The academics may not be able to respond to all of your queries, so feel free to address questions to other learners in the discussion section below. The discussion section is moderated to make sure comments are in line with FutureLearn’s Code of Conduct. If you experience a problem accessing any of the content or links, please let us know by clicking the pink “Support” button on the bottom right of the screen.
As Michelle and Claire have talked about in the video, this course will be exploring radiation oncology, from diagnosis to survivorship.
Week 1: Setting the scene
In Week 1, we will be:
- Giving an overview of radiation oncology and its role in cancer treatment
- Exploring common misconceptions about radiation oncology
- Describing safety and effectiveness of radiation therapy as a treatment
- Outlining the patient pathway and journey through radiation therapy
- Introducing the key team members who you will meet during radiation therapy
- Using 3D visualisations of radiation therapy treatment
Week 2: Treatment
In Week 2, we will go into more detail on specific cancers and treatments. We will be:
- Exploring the scientific basis underpinning radiation oncology
- Describing treatment for head and neck, and prostate cancer
- Explaining side effects from radiation therapy
- Giving information about survivorship and other supports available to patients and families
- Describing new developments in radiation oncology
During each week you will be asked to complete some multiple choice questions to help you reflect on the course materials. For those of you who would like to gain a certificate, we have a test at the end of the course for you to complete.
At the end of this course you will be able to
- Comment on the role of radiation oncology in managing cancer
- Identify the radiation therapy patient pathway
- Recognise the roles of the health care professionals involved in radiation therapy
- Discuss the safe use of radiation therapy in cancer care
- Explain the basic science behind radiation therapy
- Describe state of the art radiation therapy, such as personalised medicine
- Discuss upcoming biological and technological developments in radiation therapy
Before you start
We would also encourage you to follow Michelle and Claire’s comments by clicking on their profile pages, and selecting Follow. This means that when you click on the Activity tab at the top of the page, you will see their comments under the Following section.
Your first task
Now that we have introduced the course, we would like you to introduce yourself to your fellow learners. Click on the comment section below and write a short comment.
- Share with us why you are interested in radiation therapy
- Are you a patient, carer, family member or healthcare professional?
- Where are you logging in to this course from?

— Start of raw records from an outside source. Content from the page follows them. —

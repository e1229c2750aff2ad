//! Point-in-time copy of session metrics.

use std::time::Duration;

use chrono::{DateTime, Local};

/// Immutable view of [`SessionMetrics`](super::SessionMetrics) for display.
#[derive(Debug, Clone, Default)]
pub struct MetricsSnapshot {
    pub uptime: Duration,
    pub polls_dispatched: u64,
    pub polls_skipped: u64,
    pub fetch_succeeded: u64,
    pub fetch_failed: u64,
    pub results_discarded: u64,
    pub redraws: u64,
    pub taps_hit: u64,
    pub taps_missed: u64,
    pub exports_written: u64,
    pub exports_failed: u64,
    pub exports_dropped: u64,
    /// Entities in the store after the last refresh.
    pub entities: u64,
    /// Local time of the last successful refresh.
    pub last_refresh: Option<DateTime<Local>>,
}

impl MetricsSnapshot {
    /// Fraction of completed fetches that succeeded (1.0 when none ran).
    pub fn success_rate(&self) -> f64 {
        let total = self.fetch_succeeded + self.fetch_failed;
        if total == 0 {
            1.0
        } else {
            self.fetch_succeeded as f64 / total as f64
        }
    }

    /// Uptime as `HH:MM:SS`.
    pub fn uptime_human(&self) -> String {
        let secs = self.uptime.as_secs();
        format!("{:02}:{:02}:{:02}", secs / 3600, (secs % 3600) / 60, secs % 60)
    }

    /// Last refresh as `HH:MM:SS`, or `never`.
    pub fn last_refresh_human(&self) -> String {
        self.last_refresh
            .map(|t| t.format("%H:%M:%S").to_string())
            .unwrap_or_else(|| "never".to_string())
    }
}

After you have written your comment, scroll to the bottom of the page and click on the pink ‘Mark as Complete’ button. Move to the next step ‘How to use Futurelearn’ by clicking on the arrow.
Course note: Individuals and pathologies vary greatly. None of the opinions discussed as part of this course are designed, nor intended to be an offer to treat, prescribe or give advice to individuals with cancer or any other pathologies. The research, opinions and content presented throughout the course should in no circumstance be solely relied upon by any learner. If a learner is suffering from a particular health condition being discussed during the course, they should always seek medical advice from a qualified practitioner.